The FDA recently approved the device, but the coalition, in a letter to Commissioner Margaret Hamburg, called for stricter testing, saying the machine carries high risks to patients since it is surgically implanted and potentially life-saving.

“Medical devices intended to save lives should require the FDA’s most rigorous safety testing,” Lisa McGiffert of Consumers Union, one of 12 groups to sign the letter, said in a statement. “Bypassing such testing up front can put hundreds of thousands of patients at risk of serious harm.” The letter asks Hamburg to rescind the approval and require more stringent testing.

The FDA had not commented on the letter by early Wednesday afternoon.

The device, called an endovascular suturing system, is used in patients with complications following an endovascular graft used to treat aneurysms. The safety groups say the device was reviewed under a process that did not require as comprehensive an evaluation and clinical study as other devices that carry low and moderate risks to patients.

The letter follows a congressional inquiry into concerns raised by FDA scientists about the approval system for other medical devices. The Washington Post reported in January that the agency for two years intercepted and stored the Gmail communications of a group of agency doctors who raised concerns with Congress about the agency approving cancer screening and other devices despite the doctors’ determinations that the devices were not safe or effective.

The employees, who accessed their Gmail from work computers, filed suit in U.S. District Court in Washington alleging the agency violated their Constitutional right to privacy.
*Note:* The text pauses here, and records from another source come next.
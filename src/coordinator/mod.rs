//! Coordinator module
//!
//! The scheduler fans out one named thread per session task (N is both the
//! task count and the concurrency width) and fans results back in over a
//! channel in completion order. Each result is handed to a sink as soon as it
//! arrives.
//!
//! With fail-fast enabled the scheduler stops taking results at the first
//! failure and stops the clock there. Tasks already running are never
//! interrupted: every thread is still joined before `run` returns, so each
//! task finishes its teardown.

use crate::config::{Config, Mode};
use crate::session::ShareConnector;
use crate::stats::aggregator::Aggregator;
use crate::stats::{local_hostname, Summary};
use crate::task::{SessionTask, TaskPhase, TaskResult};
use crossbeam::channel;
use std::any::Any;
use std::panic::{self, AssertUnwindSafe};
use std::sync::Arc;
use std::thread;
use std::time::{Duration, Instant};

/// Summary of how a run went from the scheduler's point of view
#[derive(Debug, Clone, PartialEq, Eq)]
pub struct RunOutcome {
    /// Tasks dispatched
    pub dispatched: usize,
    /// Results handed to the sink
    pub received: usize,
    /// Scheduler start to last accepted result
    pub elapsed: Duration,
    /// Fail-fast stopped the run before every result arrived
    pub stopped_early: bool,
}

/// Bounded fan-out / fan-in executor for session tasks
pub struct Scheduler {
    num_tasks: usize,
    mode: Mode,
    fail_fast: bool,
}

impl Scheduler {
    pub fn new(num_tasks: usize, mode: Mode, fail_fast: bool) -> Self {
        Self {
            num_tasks,
            mode,
            fail_fast,
        }
    }

    /// Run `factory(index)` for every task index and feed results to `sink`
    ///
    /// A task that panics, or whose thread cannot be spawned, yields a failed
    /// result, so without fail-fast the sink sees exactly N results.
    pub fn run<F, S>(&self, factory: F, mut sink: S) -> RunOutcome
    where
        F: Fn(usize) -> TaskResult + Sync,
        S: FnMut(TaskResult),
    {
        let start = Instant::now();
        let (tx, rx) = channel::unbounded::<TaskResult>();
        let factory = &factory;
        let mode = self.mode;

        thread::scope(|scope| {
            for index in 0..self.num_tasks {
                let task_tx = tx.clone();
                let spawned = thread::Builder::new()
                    .name(format!("task-{}", index))
                    .spawn_scoped(scope, move || {
                        let task_start = Instant::now();
                        let result = panic::catch_unwind(AssertUnwindSafe(|| factory(index)))
                            .unwrap_or_else(|payload| {
                                let message = format!("task panicked: {}", panic_message(payload.as_ref()));
                                tracing::error!("Task {}: {}", index, message);
                                TaskResult::failed(index, mode, TaskPhase::Execute, message, task_start.elapsed())
                            });
                        // The receiver may be gone after fail-fast
                        let _ = task_tx.send(result);
                    });

                if let Err(e) = spawned {
                    tracing::error!("Failed to spawn thread for task {}: {}", index, e);
                    let _ = tx.send(spawn_failed(index, mode, &e));
                }
            }
            drop(tx);

            let mut received = 0;
            let mut elapsed = Duration::ZERO;
            let mut stopped_early = false;

            for result in rx.iter() {
                let failed = !result.is_success();
                received += 1;
                elapsed = start.elapsed();
                sink(result);

                if failed && self.fail_fast {
                    stopped_early = received < self.num_tasks;
                    if stopped_early {
                        tracing::warn!(
                            "Fail-fast: stopping after first failure ({} of {} results received)",
                            received,
                            self.num_tasks
                        );
                    }
                    break;
                }
            }
            drop(rx);

            if stopped_early {
                tracing::info!("Waiting for in-flight tasks to release their sessions");
            }

            RunOutcome {
                dispatched: self.num_tasks,
                received,
                elapsed,
                stopped_early,
            }
        })
    }
}

/// Everything a finished run produced
#[derive(Debug, Clone)]
pub struct RunReport {
    pub summary: Summary,
    /// Results in arrival order
    pub results: Vec<TaskResult>,
}

/// Run every session task of `config` against `connector`
///
/// `on_result` sees each result as it arrives, before it is folded.
///
/// With fail-fast the summary's clock stops at the first failure, but this
/// call only returns once every in-flight task has finished and released its
/// session. A remote call that never returns therefore holds back the
/// summary too.
pub fn run_load(
    config: &Arc<Config>,
    connector: Arc<dyn ShareConnector>,
    mut on_result: impl FnMut(&TaskResult),
) -> RunReport {
    let workload = &config.workload;
    let scheduler = Scheduler::new(workload.num_tasks, workload.mode, config.runtime.fail_fast);
    let mut aggregator = Aggregator::new(workload.num_tasks).with_hostname(local_hostname());
    let mut results = Vec::with_capacity(workload.num_tasks);

    tracing::info!(
        "Dispatching {} {} tasks via {} backend",
        workload.num_tasks,
        workload.mode,
        connector.name()
    );
    let outcome = scheduler.run(
        |index| SessionTask::new(index, Arc::clone(&connector), Arc::clone(config)).run(),
        |result| {
            on_result(&result);
            aggregator.add(&result);
            results.push(result);
        },
    );

    aggregator.set_stopped_early(outcome.stopped_early);
    let summary = aggregator.finish(outcome.elapsed);
    tracing::info!(
        "Run finished: {}/{} tasks completed, {} bytes moved in {:.2?}",
        summary.tasks_completed,
        summary.tasks_attempted,
        summary.bytes_moved,
        summary.elapsed
    );
    RunReport { summary, results }
}

/// Result standing in for a task whose thread never started
fn spawn_failed(index: usize, mode: Mode, error: &std::io::Error) -> TaskResult {
    TaskResult::failed(
        index,
        mode,
        TaskPhase::Connect,
        format!("failed to spawn task thread: {}", error),
        Duration::ZERO,
    )
}

fn panic_message(payload: &(dyn Any + Send)) -> String {
    if let Some(s) = payload.downcast_ref::<&str>() {
        (*s).to_string()
    } else if let Some(s) = payload.downcast_ref::<String>() {
        s.clone()
    } else {
        "unknown panic".to_string()
    }
}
The FDA relied on the information it gleaned through secret surveillance to fire, harass or pass over for promotion at least six doctors and scientists who communicated with Congress, the suit alleged.

An FDA spokeswoman said the surveillance was done because the scientists went public with confidential company information, a charge they deny.

House and Senate lawmakers have demanded that the FDA explain the legal basis for targeting employees who were raising concerns about unsafe medical devices.